I dati si riferiscono alla diminuzione, in percentuale, del rilascio dei vari agenti inquinanti, divisi per tipologia, da parte delle industrie.

FONTE: elaborazione openpolis su dati Eea
(ultimo aggiornamento: martedì 19 Ottobre 2021)

Un miglioramento ancora limitato

In Europa le industrie hanno progressivamente ridotto i quantitativi di agenti inquinanti che rilasciano nelle acque, ma non tutte le sostanze sono state interessate allo stesso modo da questa riduzione.

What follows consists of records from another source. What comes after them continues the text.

#[cfg(test)]
mod tests {
    use super::*;
    use crate::sensor::MockTemperatureProbe;
    use crate::tracking::MockTrackingSource;

    fn tracking(time: f64, freq: f64, res: f64, skew: f64) -> Tracking {
        Tracking {
            ref_time: time,
            freq_ppm: freq,
            residual_ppm: res,
            skew_ppm: skew,
        }
    }

    fn good_tracking(time: f64) -> Tracking {
        tracking(time, -3.21, 0.0, 0.010)
    }

    /// A controller already locked onto `target` with a uniform window.
    fn locked(target: f64, window_val: f64, pulse: i64) -> PlateauController {
        let mut c = PlateauController::new(85_000.0, 5, 0.015, true);
        c.window = [window_val; WINDOW];
        c.filled = WINDOW;
        c.locked = true;
        c.target = target;
        c.pulse = pulse;
        c
    }

    /// Step with a sample equal to the uniform window so the average is
    /// unchanged by the ring-buffer insert.
    fn steady_step(c: &mut PlateauController, t: &Tracking) -> StepOutcome {
        let val = c.window[0];
        c.step(val, t)
    }

    #[test]
    fn warmup_is_quiet_for_eight_samples() {
        let mut c = PlateauController::new(85_000.0, 5, 0.015, true);
        for i in 0..8 {
            let out = c.step(70_000.0, &good_tracking(100.0 + i as f64));
            assert_eq!(out, StepOutcome::quiet(), "tick {}", i);
        }
    }

    #[test]
    fn ninth_sample_locks_prints_plateau_and_advances() {
        let mut c = PlateauController::new(85_000.0, 5, 0.015, true);
        for _ in 0..8 {
            c.step(70_000.0, &good_tracking(100.0));
        }
        let out = c.step(70_000.0, &good_tracking(100.0));
        assert_eq!(
            out.plateau,
            Some(PlateauRecord {
                avg_millideg: 70_000.0,
                freq_ppm: -3.21
            })
        );
        assert_eq!(c.target_millideg(), 71_000.0);
        assert!(c.is_locked());
        // The lock-on tick already steers toward the new target.
        let line = out.line.unwrap();
        assert_eq!(line.target_millideg, Some(71_000.0));
        assert_eq!(line.arrow, ">>>");
        assert_eq!(c.pulse(), 1_000_000);
        assert!(out.stop.is_none());
    }

    #[test]
    fn lock_on_rounds_up_to_next_degree() {
        let mut c = PlateauController::new(85_000.0, 5, 0.015, true);
        for _ in 0..9 {
            c.step(70_400.0, &good_tracking(100.0));
        }
        assert!(c.is_locked());
        assert_eq!(c.target_millideg(), 71_000.0);
    }

    #[test]
    fn lock_on_needs_a_steady_environment() {
        let mut c = PlateauController::new(85_000.0, 5, 0.015, true);
        for _ in 0..8 {
            c.step(70_000.0, &good_tracking(100.0));
        }
        // One sample more than a degree off the mean spoils the window.
        let out = c.step(78_000.0, &good_tracking(100.0));
        assert!(!c.is_locked());
        assert_eq!(out.line.unwrap().target_millideg, None);
    }

    #[test]
    fn lock_on_needs_settled_chrony() {
        let mut c = PlateauController::new(85_000.0, 5, 0.015, true);
        for _ in 0..8 {
            c.step(70_000.0, &good_tracking(100.0));
        }
        let out = c.step(70_000.0, &tracking(100.0, -3.21, 0.0, 0.5));
        assert!(!c.is_locked());
        assert!(out.plateau.is_none());
    }

    #[test]
    fn band_arrows_and_deltas() {
        // (window temperature, expected arrow, expected pulse change)
        let cases = [
            (70_400.0, ">>>", 1_000_000),
            (70_700.0, " >>", 500_000),
            (70_800.0, " > ", 100_000),
            (71_000.0, " - ", 0),
            (71_200.0, " < ", -100_000),
            (71_300.0, "<< ", -500_000),
            (71_600.0, "<<<", -1_000_000),
        ];
        for (temp, arrow, change) in cases {
            let mut c = locked(71_000.0, temp, 500_000_000);
            let out = steady_step(&mut c, &good_tracking(100.0));
            let line = out.line.unwrap();
            assert_eq!(line.arrow, arrow, "temp {}", temp);
            assert_eq!(c.pulse(), 500_000_000 + change, "temp {}", temp);
        }
    }

    #[test]
    fn band_edges_are_strict() {
        // Exactly 500 below the target is the middle band, not the outer.
        let mut c = locked(71_000.0, 70_500.0, 0);
        let out = steady_step(&mut c, &good_tracking(100.0));
        assert_eq!(out.line.unwrap().arrow, " >>");
        // Exactly 250 below is the inner band.
        let mut c = locked(71_000.0, 70_750.0, 0);
        let out = steady_step(&mut c, &good_tracking(100.0));
        assert_eq!(out.line.unwrap().arrow, " > ");
    }

    #[test]
    fn saturation_clamps_and_flags() {
        let mut c = locked(72_000.0, 70_000.0, 999_500_000);
        let out = steady_step(&mut c, &good_tracking(100.0));
        assert_eq!(c.pulse(), PULSE_MAX_NS);
        assert_eq!(out.line.unwrap().arrow, " >|");

        let mut c = locked(70_000.0, 71_600.0, 500_000);
        let out = steady_step(&mut c, &good_tracking(100.0));
        assert_eq!(c.pulse(), 0);
        assert_eq!(out.line.unwrap().arrow, "|< ");
    }

    #[test]
    fn exact_landing_keeps_the_plain_arrow() {
        // Reaching the rail exactly is not a saturation.
        let mut c = locked(72_000.0, 70_000.0, 999_000_000);
        let out = steady_step(&mut c, &good_tracking(100.0));
        assert_eq!(c.pulse(), PULSE_MAX_NS);
        assert_eq!(out.line.unwrap().arrow, ">>>");
    }

    #[test]
    fn pulse_stays_in_range_under_any_sequence() {
        let mut c = locked(71_000.0, 71_000.0, 0);
        let temps = [
            60_000.0, 80_000.0, 70_900.0, 71_100.0, 50_000.0, 95_000.0, 71_000.0,
        ];
        for round in 0..2000 {
            let temp = temps[round % temps.len()];
            c.window = [temp; WINDOW];
            steady_step(&mut c, &good_tracking(100.0));
            assert!(
                (0..=PULSE_MAX_NS).contains(&c.pulse()),
                "pulse {} out of range",
                c.pulse()
            );
        }
    }

    #[test]
    fn exact_mode_accepts_only_zero_delta() {
        let mut c = locked(71_000.0, 71_000.0, 100_000_000);
        c.ticks = 10;
        c.base = 0;
        let out = steady_step(&mut c, &good_tracking(100.0));
        assert!(out.plateau.is_some());
        assert_eq!(c.target_millideg(), 72_000.0);

        let mut c = locked(71_000.0, 70_800.0, 100_000_000);
        c.ticks = 10;
        c.base = 0;
        let out = steady_step(&mut c, &good_tracking(100.0));
        assert!(out.plateau.is_none());
    }

    #[test]
    fn relaxed_mode_accepts_the_inner_band() {
        let mut c = locked(71_000.0, 70_800.0, 100_000_000);
        c.exact = false;
        c.ticks = 10;
        c.base = 0;
        let out = steady_step(&mut c, &good_tracking(100.0));
        assert!(out.plateau.is_some());
        assert_eq!(c.target_millideg(), 72_000.0);

        // The middle band is still too far off.
        let mut c = locked(71_000.0, 70_700.0, 100_000_000);
        c.exact = false;
        c.ticks = 10;
        c.base = 0;
        let out = steady_step(&mut c, &good_tracking(100.0));
        assert!(out.plateau.is_none());
    }

    #[test]
    fn acceptance_waits_for_tracking_updates() {
        let mut c = locked(71_000.0, 71_000.0, 100_000_000);
        c.ticks = 3;
        c.base = 0;
        c.wait = 5;
        let out = steady_step(&mut c, &good_tracking(100.0));
        assert!(out.plateau.is_none());
    }

    #[test]
    fn acceptance_gates_on_residual_and_skew() {
        let mut c = locked(71_000.0, 71_000.0, 100_000_000);
        c.ticks = 10;
        let out = steady_step(&mut c, &tracking(100.0, -3.2, 0.001, 0.010));
        assert!(out.plateau.is_none());

        let mut c = locked(71_000.0, 71_000.0, 100_000_000);
        c.ticks = 10;
        let out = steady_step(&mut c, &tracking(100.0, -3.2, 0.0, 0.020));
        assert!(out.plateau.is_none());
    }

    #[test]
    fn an_hour_of_misses_gives_up() {
        let mut c = locked(71_000.0, 70_600.0, 0);
        let mut stopped = None;
        for i in 0..MISS_LIMIT {
            let out = steady_step(&mut c, &good_tracking(100.0));
            if out.stop.is_some() {
                stopped = Some((i, out.stop.unwrap()));
                break;
            }
        }
        let (i, reason) = stopped.expect("controller never gave up");
        assert_eq!(reason, StopReason::NoConvergence);
        assert_eq!(i, MISS_LIMIT - 1);
    }

    #[test]
    fn an_accepted_plateau_resets_the_miss_count() {
        let mut c = locked(71_000.0, 70_600.0, 0);
        for _ in 0..1000 {
            steady_step(&mut c, &good_tracking(100.0));
        }
        // Land on the plateau and settle.
        c.window = [71_000.0; WINDOW];
        c.ticks = c.base.wrapping_add(10);
        let out = steady_step(&mut c, &good_tracking(100.0));
        assert!(out.plateau.is_some());
        assert_eq!(c.nohit, 0);
    }

    #[test]
    fn passing_the_maximum_completes() {
        let mut c = locked(85_000.0, 85_000.0, 200_000_000);
        c.ticks = 10;
        let out = steady_step(&mut c, &good_tracking(100.0));
        assert!(out.plateau.is_some());
        assert_eq!(out.stop, Some(StopReason::Complete));
    }

    #[test]
    fn tracking_ticks_count_only_changes() {
        let mut c = PlateauController::new(85_000.0, 5, 0.015, true);
        c.step(70_000.0, &good_tracking(100.0));
        c.step(70_000.0, &good_tracking(100.0));
        c.step(70_000.0, &good_tracking(101.0));
        assert_eq!(c.ticks, 2);
    }

    #[test]
    fn calibrator_contextualizes_probe_errors() {
        let mut probe = MockTemperatureProbe::new();
        probe
            .expect_read_millideg()
            .returning(|| Err(anyhow::anyhow!("io")));
        let chrony = MockTrackingSource::new();
        let mut cal = Calibrator::new(
            probe,
            chrony,
            PlateauController::new(85_000.0, 5, 0.015, true),
        );
        let err = cal.tick().unwrap_err();
        assert!(err.to_string().contains("can't read temperature data"));
    }

    #[test]
    fn calibrator_feeds_the_controller() {
        let mut probe = MockTemperatureProbe::new();
        probe.expect_read_millideg().returning(|| Ok(70_000.0));
        let mut chrony = MockTrackingSource::new();
        chrony.expect_sample().returning(|| {
            Ok(Tracking {
                ref_time: 100.0,
                freq_ppm: -3.21,
                residual_ppm: 0.0,
                skew_ppm: 0.010,
            })
        });
        let mut cal = Calibrator::new(
            probe,
            chrony,
            PlateauController::new(85_000.0, 5, 0.015, true),
        );
        for _ in 0..8 {
            assert_eq!(cal.tick().unwrap(), StepOutcome::quiet());
        }
        let out = cal.tick().unwrap();
        assert!(out.plateau.is_some());
    }
}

Il calo è stato infatti più evidente nel caso dei metalli pesanti, in parte anche per la possibilità di filtrare gli scarichi industriali attraverso tecnologie relativamente semplici e economicamente vantaggiose.

Più contenuta è stata invece la riduzione del rilascio di azoto e fosforo. Queste due sostanze sono però particolarmente dannose per l'ambiente, perché principali responsabili del fenomeno dell'eutrofizzazione, ovvero un processo degenerativo che introduce una sovrabbondanza di sostanze nutritive in un ecosistema acquatico, alterandone l'equilibrio.

L’eutrofizzazione consiste in un arricchimento delle acque in nutrienti, in particolare composti dell’azoto e/o del fosforo, che determina un aumento della produzione primaria e della biomassa algale, con conseguente accumulo di sostanza organica, ipossia/anossia delle acque di fondo, possibili stati di sofferenza delle comunità bentoniche e morie di pesci.

Questo fenomeno, di natura completamente antropica, porta al proliferare di organismi come le alghe, incrementando così l'attività batterica, con effetti deleteri sull'equilibrio dell'ecosistema.

Le industrie italiane, in constrasto rispetto alla tendenza europea, hanno invece diminuito soprattutto il proprio rilascio di fosforo (-40,9%), seguito da azoto e metalli pesanti (-24,8%). Si tratta comunque di un miglioramento contenuto, ancora insufficiente in vista della transizione a una produzione industriale meno nociva per l'ambiente.